Parts of the country are, in the meantime, facing a possible grave humanitarian crisis due to mass displacement and destruction of shops, houses and harvests, coupled with the existing hardships of poverty, drought and unemployment. The International Organization for Migration (IOM) estimated that more than 300,000 Afghans were internally displaced in the “recent intensification of the conflict.” The number of conflict-displaced persons arriving in the capital has swelled. The United Nations Office for the Coordination of Humanitarian Affairs (UNOCHA) reported on 13 August that they had dispersed aid to 13,500 verified IDPs who had arrived in the last six weeks. The number of hidden IDPs, who are staying with family members and other host families, will be much higher.
The influx of conflict-displaced Afghans into a city already facing the potential crumbling of services threatens to overburden a public health system already taxed by the Covid-19 pandemic and raises concerns about food security. It could also increase tensions between Kabul residents and the conflict-displaced new arrivals, as anxieties about the future increase, amidst increased unemployment, high prices and a possible hike in covid cases and other infectious diseases.
Internally displaced families sitting it in the courtyard of the Wazir Akbar Khan mosque in Kabul. Photo: Wakil Kohsar/AFP, 13 August 2021.
The main immediate question is what the government will do. It is clearly not in a position to address the problems it is facing. There has been strong pressure on President Ghani to step down to at least the spectre of urban warfare in a heavily-populated capital.
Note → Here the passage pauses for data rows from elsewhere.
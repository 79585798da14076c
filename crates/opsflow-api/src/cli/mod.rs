//! CLI command definitions for the `opsflow` binary.
//!
//! Uses clap derive macros for argument parsing. Workflow management lives
//! under `opsflow workflow <action>`; `dispatch` feeds a domain event from a
//! file; `serve` runs the REST API with the background poller.

pub mod dispatch;
pub mod workflow;

use std::path::PathBuf;

use clap::{Parser, Subcommand};
use clap_complete::Shell;
use comfy_table::{Cell, Color};

use opsflow_types::execution::{NodeStatus, RunStatus};

/// Automate ops console workflows.
#[derive(Parser)]
#[command(name = "opsflow", version, about, long_about = None)]
#[command(propagate_version = true)]
pub struct Cli {
    /// Output machine-readable JSON instead of styled text.
    #[arg(long, global = true)]
    pub json: bool,

    /// Suppress all output except errors.
    #[arg(long, global = true)]
    pub quiet: bool,

    /// Detailed output (-v for verbose, -vv for debug/trace).
    #[arg(short, long, action = clap::ArgAction::Count, global = true)]
    pub verbose: u8,

    #[command(subcommand)]
    pub command: Commands,
}

#[derive(Subcommand)]
pub enum Commands {
    /// Start the REST API server and the schedule/resume poller.
    Serve {
        /// Port to listen on (default from config, 3000).
        #[arg(short, long)]
        port: Option<u16>,

        /// Host to bind to (default from config, 127.0.0.1).
        #[arg(long)]
        host: Option<String>,

        /// Emit log lines as JSON.
        #[arg(long)]
        log_json: bool,

        /// Export spans through OpenTelemetry (stdout exporter).
        #[arg(long)]
        otel: bool,
    },

    /// Manage workflow definitions and their runs.
    #[command(alias = "wf")]
    Workflow {
        #[command(subcommand)]
        action: workflow::WorkflowCommand,
    },

    /// Dispatch a domain event from a JSON file and drive the resulting runs.
    Dispatch {
        /// Path to the event JSON (`{type, payload, event_id, tenant_id}`).
        file: PathBuf,
    },

    /// Generate shell completions.
    Completions {
        /// Shell to generate completions for.
        shell: Shell,
    },
}

// ---------------------------------------------------------------------------
// Shared formatting helpers
// ---------------------------------------------------------------------------

/// Colored table cell for a run status.
pub fn run_status_cell(status: RunStatus) -> Cell {
    let color = match status {
        RunStatus::Completed => Color::Green,
        RunStatus::Failed => Color::Red,
        RunStatus::Aborted => Color::DarkGrey,
        RunStatus::Suspended => Color::Yellow,
        RunStatus::Running => Color::Cyan,
        RunStatus::Pending => Color::White,
    };
    Cell::new(status).fg(color)
}

pub fn node_status_cell(status: NodeStatus) -> Cell {
    let color = match status {
        NodeStatus::Success => Color::Green,
        NodeStatus::Failed => Color::Red,
        NodeStatus::Skipped => Color::DarkGrey,
    };
    Cell::new(status).fg(color)
}

/// Styled status word for single-line output.
pub fn styled_status(status: RunStatus) -> console::StyledObject<&'static str> {
    let s = console::style(status.as_str());
    match status {
        RunStatus::Completed => s.green(),
        RunStatus::Failed => s.red(),
        RunStatus::Suspended => s.yellow(),
        RunStatus::Aborted => s.dim(),
        RunStatus::Running | RunStatus::Pending => s.cyan(),
    }
}

/// First eight characters of an id, for table columns.
pub fn short_id(id: &uuid::Uuid) -> String {
    id.to_string().chars().take(8).collect()
}
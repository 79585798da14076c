//! Business logic and repository trait definitions for Opsflow.
//!
//! This crate defines the "ports" (repository traits) that the infrastructure
//! layer implements, plus the workflow engine itself: graph validation, the
//! definition service, trigger dispatch, execution and the transport codec.
//! It depends only on `opsflow-types` -- never on `opsflow-infra` or any
//! database/IO crate.

pub mod event;
pub mod repository;
pub mod workflow;
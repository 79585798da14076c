//! SQLite workflow repository implementation.
//!
//! The live definition is one row in `workflows` with the graph stored as
//! JSON columns. Every insert/update also writes a full JSON snapshot to
//! `workflow_versions` in the same transaction.

use chrono::{DateTime, Utc};
use opsflow_core::repository::workflow::WorkflowRepository;
use opsflow_types::error::RepositoryError;
use opsflow_types::workflow::{Edge, Node, TriggerType, WorkflowDefinition};
use sqlx::Row;
use uuid::Uuid;

use super::convert::{
    format_datetime, from_json, from_str_enum, parse_datetime, parse_uuid, query_err, to_json,
};
use super::pool::DatabasePool;

const SELECT_DEFINITION: &str = "SELECT id, name, description, trigger_type, nodes, edges, \
     is_active, version, created_at, updated_at, deleted_at FROM workflows";

/// SQLite-backed implementation of `WorkflowRepository`.
pub struct SqliteWorkflowRepository {
    pool: DatabasePool,
}

impl SqliteWorkflowRepository {
    pub fn new(pool: DatabasePool) -> Self {
        Self { pool }
    }
}

fn into_definitions(rows: &[sqlx::sqlite::SqliteRow]) -> Result<Vec<WorkflowDefinition>, RepositoryError> {
    let mut defs = Vec::with_capacity(rows.len());
    for row in rows {
        defs.push(WorkflowRow::from_row(row).map_err(query_err)?.into_definition()?);
    }
    Ok(defs)
}

// ---------------------------------------------------------------------------
// Internal row type
// ---------------------------------------------------------------------------

struct WorkflowRow {
    id: String,
    name: String,
    description: Option<String>,
    trigger_type: String,
    nodes: String,
    edges: String,
    is_active: bool,
    version: i64,
    created_at: String,
    updated_at: String,
    deleted_at: Option<String>,
}

impl WorkflowRow {
    fn from_row(row: &sqlx::sqlite::SqliteRow) -> Result<Self, sqlx::Error> {
        Ok(Self {
            id: row.try_get("id")?,
            name: row.try_get("name")?,
            description: row.try_get("description")?,
            trigger_type: row.try_get("trigger_type")?,
            nodes: row.try_get("nodes")?,
            edges: row.try_get("edges")?,
            is_active: row.try_get("is_active")?,
            version: row.try_get("version")?,
            created_at: row.try_get("created_at")?,
            updated_at: row.try_get("updated_at")?,
            deleted_at: row.try_get("deleted_at")?,
        })
    }

    fn into_definition(self) -> Result<WorkflowDefinition, RepositoryError> {
        let nodes: Vec<Node> = from_json(&self.nodes, "nodes")?;
        let edges: Vec<Edge> = from_json(&self.edges, "edges")?;
        Ok(WorkflowDefinition {
            id: parse_uuid(&self.id)?,
            name: self.name,
            description: self.description,
            trigger_type: from_str_enum::<TriggerType>(&self.trigger_type, "trigger type")?,
            nodes,
            edges,
            is_active: self.is_active,
            version: self.version as u64,
            created_at: parse_datetime(&self.created_at)?,
            updated_at: parse_datetime(&self.updated_at)?,
            deleted_at: self.deleted_at.as_deref().map(parse_datetime).transpose()?,
        })
    }
}

async fn insert_snapshot(
    tx: &mut sqlx::SqliteConnection,
    def: &WorkflowDefinition,
) -> Result<(), RepositoryError> {
    sqlx::query(
        "INSERT INTO workflow_versions (workflow_id, version, definition, created_at) VALUES (?, ?, ?, ?)",
    )
    .bind(def.id.to_string())
    .bind(def.version as i64)
    .bind(to_json(def)?)
    .bind(format_datetime(&def.updated_at))
    .execute(tx)
    .await
    .map_err(|e| match e {
        sqlx::Error::Database(db) if db.is_unique_violation() => RepositoryError::Conflict(format!(
            "version {} of workflow {} already exists",
            def.version, def.id
        )),
        other => query_err(other),
    })?;
    Ok(())
}

// ---------------------------------------------------------------------------
// WorkflowRepository impl
// ---------------------------------------------------------------------------

impl WorkflowRepository for SqliteWorkflowRepository {
    async fn insert_definition(&self, def: &WorkflowDefinition) -> Result<(), RepositoryError> {
        let mut tx = self.pool.writer.begin().await.map_err(query_err)?;

        sqlx::query(
            r#"INSERT INTO workflows
               (id, name, description, trigger_type, nodes, edges, is_active, version,
                created_at, updated_at, deleted_at)
               VALUES (?, ?, ?, ?, ?, ?, ?, ?, ?, ?, ?)"#,
        )
        .bind(def.id.to_string())
        .bind(&def.name)
        .bind(&def.description)
        .bind(def.trigger_type.as_str())
        .bind(to_json(&def.nodes)?)
        .bind(to_json(&def.edges)?)
        .bind(def.is_active)
        .bind(def.version as i64)
        .bind(format_datetime(&def.created_at))
        .bind(format_datetime(&def.updated_at))
        .bind(def.deleted_at.as_ref().map(format_datetime))
        .execute(&mut *tx)
        .await
        .map_err(|e| match e {
            sqlx::Error::Database(db) if db.is_unique_violation() => {
                RepositoryError::Conflict(format!("workflow {} already exists", def.id))
            }
            other => query_err(other),
        })?;

        insert_snapshot(&mut tx, def).await?;
        tx.commit().await.map_err(query_err)?;
        Ok(())
    }

    async fn update_definition(
        &self,
        def: &WorkflowDefinition,
        expected_version: u64,
    ) -> Result<bool, RepositoryError> {
        let mut tx = self.pool.writer.begin().await.map_err(query_err)?;

        let result = sqlx::query(
            r#"UPDATE workflows SET
                 name = ?, description = ?, trigger_type = ?, nodes = ?, edges = ?,
                 version = ?, updated_at = ?
               WHERE id = ? AND deleted_at IS NULL AND version = ?"#,
        )
        .bind(&def.name)
        .bind(&def.description)
        .bind(def.trigger_type.as_str())
        .bind(to_json(&def.nodes)?)
        .bind(to_json(&def.edges)?)
        .bind(def.version as i64)
        .bind(format_datetime(&def.updated_at))
        .bind(def.id.to_string())
        .bind(expected_version as i64)
        .execute(&mut *tx)
        .await
        .map_err(query_err)?;

        if result.rows_affected() == 0 {
            let live: Option<(i64,)> =
                sqlx::query_as("SELECT version FROM workflows WHERE id = ? AND deleted_at IS NULL")
                    .bind(def.id.to_string())
                    .fetch_optional(&mut *tx)
                    .await
                    .map_err(query_err)?;
            return match live {
                Some(_) => Ok(false),
                None => Err(RepositoryError::NotFound),
            };
        }

        insert_snapshot(&mut tx, def).await?;
        tx.commit().await.map_err(query_err)?;
        Ok(true)
    }

    async fn get_definition(&self, id: &Uuid) -> Result<Option<WorkflowDefinition>, RepositoryError> {
        let row = sqlx::query(&format!("{SELECT_DEFINITION} WHERE id = ? AND deleted_at IS NULL"))
            .bind(id.to_string())
            .fetch_optional(&self.pool.reader)
            .await
            .map_err(query_err)?;

        match row {
            Some(row) => Ok(Some(
                WorkflowRow::from_row(&row).map_err(query_err)?.into_definition()?,
            )),
            None => Ok(None),
        }
    }

    async fn get_version(
        &self,
        id: &Uuid,
        version: u64,
    ) -> Result<Option<WorkflowDefinition>, RepositoryError> {
        let row: Option<(String,)> = sqlx::query_as(
            "SELECT definition FROM workflow_versions WHERE workflow_id = ? AND version = ?",
        )
        .bind(id.to_string())
        .bind(version as i64)
        .fetch_optional(&self.pool.reader)
        .await
        .map_err(query_err)?;

        row.map(|(json,)| from_json(&json, "workflow snapshot"))
            .transpose()
    }

    async fn list_definitions(&self) -> Result<Vec<WorkflowDefinition>, RepositoryError> {
        let sql = format!("{SELECT_DEFINITION} WHERE deleted_at IS NULL ORDER BY name ASC, id ASC");
        let rows = sqlx::query(&sql)
            .fetch_all(&self.pool.reader)
            .await
            .map_err(query_err)?;
        into_definitions(&rows)
    }

    async fn list_active_by_trigger(
        &self,
        trigger_type: TriggerType,
    ) -> Result<Vec<WorkflowDefinition>, RepositoryError> {
        let sql = format!(
            "{SELECT_DEFINITION} WHERE deleted_at IS NULL AND is_active = 1 AND trigger_type = ? \
             ORDER BY name ASC, id ASC"
        );
        let rows = sqlx::query(&sql)
            .bind(trigger_type.as_str())
            .fetch_all(&self.pool.reader)
            .await
            .map_err(query_err)?;
        into_definitions(&rows)
    }

    async fn toggle_active(&self, id: &Uuid) -> Result<bool, RepositoryError> {
        let row: Option<(bool,)> = sqlx::query_as(
            r#"UPDATE workflows SET is_active = 1 - is_active, updated_at = ?
               WHERE id = ? AND deleted_at IS NULL
               RETURNING is_active"#,
        )
        .bind(format_datetime(&Utc::now()))
        .bind(id.to_string())
        .fetch_optional(&self.pool.writer)
        .await
        .map_err(query_err)?;

        row.map(|(active,)| active).ok_or(RepositoryError::NotFound)
    }

    async fn soft_delete(&self, id: &Uuid, at: DateTime<Utc>) -> Result<bool, RepositoryError> {
        let result = sqlx::query(
            r#"UPDATE workflows SET deleted_at = ?, is_active = 0, updated_at = ?
               WHERE id = ? AND deleted_at IS NULL"#,
        )
        .bind(format_datetime(&at))
        .bind(format_datetime(&at))
        .bind(id.to_string())
        .execute(&self.pool.writer)
        .await
        .map_err(query_err)?;

        Ok(result.rows_affected() > 0)
    }
}

// ---------------------------------------------------------------------------
// Tests
// ---------------------------------------------------------------------------

#[cfg(test)]
mod tests {
    use super::*;
    use serde_json::json;

    async fn test_pool() -> DatabasePool {
        let dir = tempfile::tempdir().unwrap();
        let db_path = dir.path().join("test.db");
        let url = format!("sqlite://{}?mode=rwc", db_path.display());
        std::mem::forget(dir);
        DatabasePool::new(&url).await.unwrap()
    }

    fn sample_definition(name: &str, trigger_type: TriggerType) -> WorkflowDefinition {
        let now = Utc::now();
        WorkflowDefinition {
            id: Uuid::now_v7(),
            name: name.to_string(),
            description: Some("follow up on orders".to_string()),
            trigger_type,
            nodes: vec![
                Node::new("start", "trigger"),
                Node::new("check", "condition").with_config("expression", json!("trigger.total > 10")),
                Node::new("vip", "action"),
            ],
            edges: vec![Edge::new("start", "check"), Edge::labeled("check", "vip", "true")],
            is_active: true,
            version: 1,
            created_at: now,
            updated_at: now,
            deleted_at: None,
        }
    }

    #[tokio::test]
    async fn insert_and_get_round_trips_the_graph() {
        let repo = SqliteWorkflowRepository::new(test_pool().await);
        let def = sample_definition("orders", TriggerType::OrderPlaced);
        repo.insert_definition(&def).await.unwrap();

        let loaded = repo.get_definition(&def.id).await.unwrap().unwrap();
        assert_eq!(loaded.name, "orders");
        assert_eq!(loaded.trigger_type, TriggerType::OrderPlaced);
        assert_eq!(loaded.nodes, def.nodes);
        assert_eq!(loaded.edges, def.edges);
        assert!(loaded.is_active);
        assert_eq!(loaded.version, 1);

        assert!(matches!(
            repo.insert_definition(&def).await,
            Err(RepositoryError::Conflict(_))
        ));
    }

    #[tokio::test]
    async fn update_is_compare_and_swap_and_snapshots_versions() {
        let repo = SqliteWorkflowRepository::new(test_pool().await);
        let mut def = sample_definition("orders", TriggerType::OrderPlaced);
        repo.insert_definition(&def).await.unwrap();

        def.version = 2;
        def.nodes.push(Node::new("extra", "action"));
        assert!(repo.update_definition(&def, 1).await.unwrap());

        def.version = 3;
        assert!(!repo.update_definition(&def, 1).await.unwrap());

        let v1 = repo.get_version(&def.id, 1).await.unwrap().unwrap();
        let v2 = repo.get_version(&def.id, 2).await.unwrap().unwrap();
        assert_eq!(v1.nodes.len(), 3);
        assert_eq!(v2.nodes.len(), 4);
        assert!(repo.get_version(&def.id, 3).await.unwrap().is_none());

        let mut missing = sample_definition("ghost", TriggerType::Manual);
        missing.version = 2;
        assert!(matches!(
            repo.update_definition(&missing, 1).await,
            Err(RepositoryError::NotFound)
        ));
    }

    #[tokio::test]
    async fn list_filters_by_trigger_and_activation() {
        let repo = SqliteWorkflowRepository::new(test_pool().await);
        let b = sample_definition("b-orders", TriggerType::OrderPlaced);
        let a = sample_definition("a-orders", TriggerType::OrderPlaced);
        let mut paused = sample_definition("paused", TriggerType::OrderPlaced);
        paused.is_active = false;
        let leads = sample_definition("leads", TriggerType::LeadCreated);
        for def in [&b, &a, &paused, &leads] {
            repo.insert_definition(def).await.unwrap();
        }

        let names: Vec<String> = repo
            .list_definitions()
            .await
            .unwrap()
            .into_iter()
            .map(|d| d.name)
            .collect();
        assert_eq!(names, vec!["a-orders", "b-orders", "leads", "paused"]);

        let active: Vec<Uuid> = repo
            .list_active_by_trigger(TriggerType::OrderPlaced)
            .await
            .unwrap()
            .into_iter()
            .map(|d| d.id)
            .collect();
        assert_eq!(active, vec![a.id, b.id]);
    }

    #[tokio::test]
    async fn toggle_flips_activation() {
        let repo = SqliteWorkflowRepository::new(test_pool().await);
        let def = sample_definition("orders", TriggerType::OrderPlaced);
        repo.insert_definition(&def).await.unwrap();

        assert!(!repo.toggle_active(&def.id).await.unwrap());
        assert!(repo.toggle_active(&def.id).await.unwrap());
        assert!(matches!(
            repo.toggle_active(&Uuid::now_v7()).await,
            Err(RepositoryError::NotFound)
        ));
    }

    #[tokio::test]
    async fn soft_delete_hides_definition_but_keeps_snapshots() {
        let repo = SqliteWorkflowRepository::new(test_pool().await);
        let def = sample_definition("orders", TriggerType::OrderPlaced);
        repo.insert_definition(&def).await.unwrap();

        assert!(repo.soft_delete(&def.id, Utc::now()).await.unwrap());
        assert!(!repo.soft_delete(&def.id, Utc::now()).await.unwrap());

        assert!(repo.get_definition(&def.id).await.unwrap().is_none());
        assert!(repo.list_definitions().await.unwrap().is_empty());
        assert!(
            repo.list_active_by_trigger(TriggerType::OrderPlaced)
                .await
                .unwrap()
                .is_empty()
        );
        assert!(repo.get_version(&def.id, 1).await.unwrap().is_some());
        assert!(matches!(
            repo.toggle_active(&def.id).await,
            Err(RepositoryError::NotFound)
        ));
    }
}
This option of resignation was initially met with his outright refusal, followed by an unrealistic ‘offer’ to the Taleban of a possible power share.
But there are indications that things may be shifting. Earlier today (14 August), Ghani addressed the nation. There had been a flurry of social media posts speculating that he would announce his resignation throughout the morning. Instead, the short pre-recorded message was a vague commitment to remobilise the forces, conduct wide consultations, and work to end further violence. The text seemed designed to hedge all possible outcomes but, between the lines, it was an implicit acknowledgement that the fight was over. President Ghani has now appointed a new negotiation team, but it seems likely that many of these overt moves (including a bizarre visit to Bala Hissar this afternoon, possibly to prove that he is still in the country) are meant as a time-winning cover for a behind-the-scenes search for a swift transition that is accompanied by as little chaos as possible.